Should there be a DT property to assign the number base?
Or is there some better way, e.g. in gpio-mxs.c the code derives
the gc.base from of_alias_get_id(np, "gpio").
Should gpio-pl061.c do the same?
And how about assigning gpio names? When a name is assigned to
the GPIO, is shows up in sysfs instead of gpio%d, however the
number is still needed for /sys/class/gpio/export, right?
Thanks,
Johannes
On Wed, Aug 1, 2012 at 5:22 PM, Johannes Stezenbach <[email protected]> wrote:
> I'm currently learning how Linux devicetree support works,
> here is one question I couldn't find an answer for.
>
> I understand that within the devicetree GPIOs are referenced by phandle,
> thus the numbers are irrelevant. However, in sysfs the number is
> what is used to access the GPIO, e.g. for debugging or
> blinkenlight apps. How does this fit together?
I think it simply does not fit together.
Grant & me has been claiming the GPIO sysfs interface is a bit
crazy from time to time.
My long-term plan would be to replace it with /dev/gpio/gpioN
device nodes per-gpiochip and use ioctl etc to control these
beasts instead. However one does not do that overnight,
and my life is too busy, and other refactorings also need to
happen :-/
Yours,
Linus Walleij
On 08/05/2012 04:06 AM, Linus Walleij wrote:
> On Wed, Aug 1, 2012 at 5:22 PM, Johannes Stezenbach <[email protected]> wrote:
>
>> I'm currently learning how Linux devicetree support works,
>> here is one question I couldn't find an answer for.
>>
>> I understand that within the devicetree GPIOs are referenced by phandle,
>> thus the numbers are irrelevant. However, in sysfs the number is
>> what is used to access the GPIO, e.g. for debugging or
>> blinkenlight apps. How does this fit together?
>
> I think it simply does not fit together.
>
> Grant & me has been claiming the GPIO sysfs interface is a bit
> crazy from time to time.
>
> My long-term plan would be to replace it with /dev/gpio/gpioN
> device nodes per-gpiochip and use ioctl etc to control these
> beasts instead. However one does not do that overnight,
> and my life is too busy, and other refactorings also need to
> happen :-/
I can't comment on the sysfs-vs-dev interface location, but I don't
think it addresses Johannes' issue; finding out which GPIO IDs are
provided by which devices.
Perhaps in each device's sysfs node, there should be some information
re: which GPIO range it provides. Right now, perhaps a text file with
the GPIO base it it. With the new /dev interface you mention above,
perhaps a symlink to the /dev file, or a file containing the /dev file's
major/minor number.
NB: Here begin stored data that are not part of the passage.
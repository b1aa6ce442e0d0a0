//! Identifier management using string interning for efficient storage and comparison.
//!
//! This module provides the [`Id`] type used as the stable identity key of a
//! model. Keys are derived from fully-qualified type names, so the same name
//! always interns to the same symbol and equality is a symbol comparison.

use std::{
    cmp::Ordering,
    fmt,
    sync::{Mutex, OnceLock},
};

use string_interner::{DefaultStringInterner, DefaultSymbol};

/// Global string interner for identifier storage.
///
/// # Thread Safety
///
/// This uses `Mutex` for thread-safe access to the string interner.
static INTERNER: OnceLock<Mutex<DefaultStringInterner>> = OnceLock::new();

/// Interned identity key for a model.
///
/// Two `Id`s created from the same string are equal; comparison and hashing
/// work on the interned symbol. Ordering resolves the underlying strings, so
/// sorting by `Id` yields the canonical lexicographic model order used by
/// diagrams.
///
/// # Examples
///
/// ```
/// use modelmap_core::identifier::Id;
///
/// let party = Id::new("tavern::Party");
/// let quest = Id::new("tavern::Quest");
///
/// assert_eq!(party, Id::new("tavern::Party"));
/// assert!(party < quest);
/// assert_eq!(party.resolve(), "tavern::Party");
/// ```
#[derive(Debug, Clone, Copy, PartialEq, Eq, Hash)]
pub struct Id(DefaultSymbol);

impl Id {
    /// Creates an `Id` from a string, interning it if it has not been seen.
    pub fn new(name: &str) -> Self {
        let mut interner = INTERNER
            .get_or_init(|| Mutex::new(DefaultStringInterner::new()))
            .lock()
            .expect("Failed to acquire interner lock");
        let symbol = interner.get_or_intern(name);
        Self(symbol)
    }

    /// Returns the string this identifier was interned from.
    pub fn resolve(&self) -> String {
        let interner = INTERNER
            .get_or_init(|| Mutex::new(DefaultStringInterner::new()))
            .lock()
            .expect("Failed to acquire interner lock");
        interner
            .resolve(self.0)
            .expect("Id symbol missing from interner")
            .to_string()
    }
}

impl fmt::Display for Id {
    fn fmt(&self, f: &mut fmt::Formatter<'_>) -> fmt::Result {
        write!(f, "{}", self.resolve())
    }
}

impl PartialEq<&str> for Id {
    fn eq(&self, other: &&str) -> bool {
        self.resolve() == *other
    }
}

impl PartialOrd for Id {
    fn partial_cmp(&self, other: &Self) -> Option<Ordering> {
        Some(self.cmp(other))
    }
}

impl Ord for Id {
    fn cmp(&self, other: &Self) -> Ordering {
        if self.0 == other.0 {
            return Ordering::Equal;
        }
        self.resolve().cmp(&other.resolve())
    }
}

#[cfg(test)]
mod tests {
    use super::*;

    #[test]
    fn test_same_name_interns_to_same_id() {
        let a = Id::new("tavern::Party");
        let b = Id::new("tavern::Party");

        assert_eq!(a, b);
        assert_eq!(a.resolve(), b.resolve());
    }

    #[test]
    fn test_different_names_are_distinct() {
        let a = Id::new("tavern::Party");
        let b = Id::new("tavern::Quest");

        assert_ne!(a, b);
    }

    #[test]
    fn test_ordering_follows_resolved_strings() {
        let mut ids = vec![
            Id::new("tavern::QuestGiver"),
            Id::new("tavern::Adventurer"),
            Id::new("tavern::Party"),
        ];
        ids.sort();

        let names: Vec<String> = ids.iter().map(Id::resolve).collect();
        assert_eq!(
            names,
            vec!["tavern::Adventurer", "tavern::Party", "tavern::QuestGiver"]
        );
    }

    #[test]
    fn test_display_matches_resolve() {
        let id = Id::new("tavern::Adventurer");

        assert_eq!(id.to_string(), id.resolve());
    }

    #[test]
    fn test_str_comparison() {
        let id = Id::new("tavern::Party");

        assert_eq!(id, "tavern::Party");
    }
}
Or, is there such a thing already (other than
debugfs's gpio file).
On Mon, Aug 6, 2012 at 4:18 AM, Stephen Warren <[email protected]> wrote:
> I can't comment on the sysfs-vs-dev interface location, but I don't
> think it addresses Johannes' issue; finding out which GPIO IDs are
> provided by which devices.
>
> Perhaps in each device's sysfs node, there should be some information
> re: which GPIO range it provides. Right now, perhaps a text file with
> the GPIO base it it.
Yes that could work ...
> With the new /dev interface you mention above,
> perhaps a symlink to the /dev file, or a file containing the /dev file's
> major/minor number. Or, is there such a thing already (other than
> debugfs's gpio file).
Nothing I know of, but yes the day we come up with something,
it needs to be backward-compatible some way.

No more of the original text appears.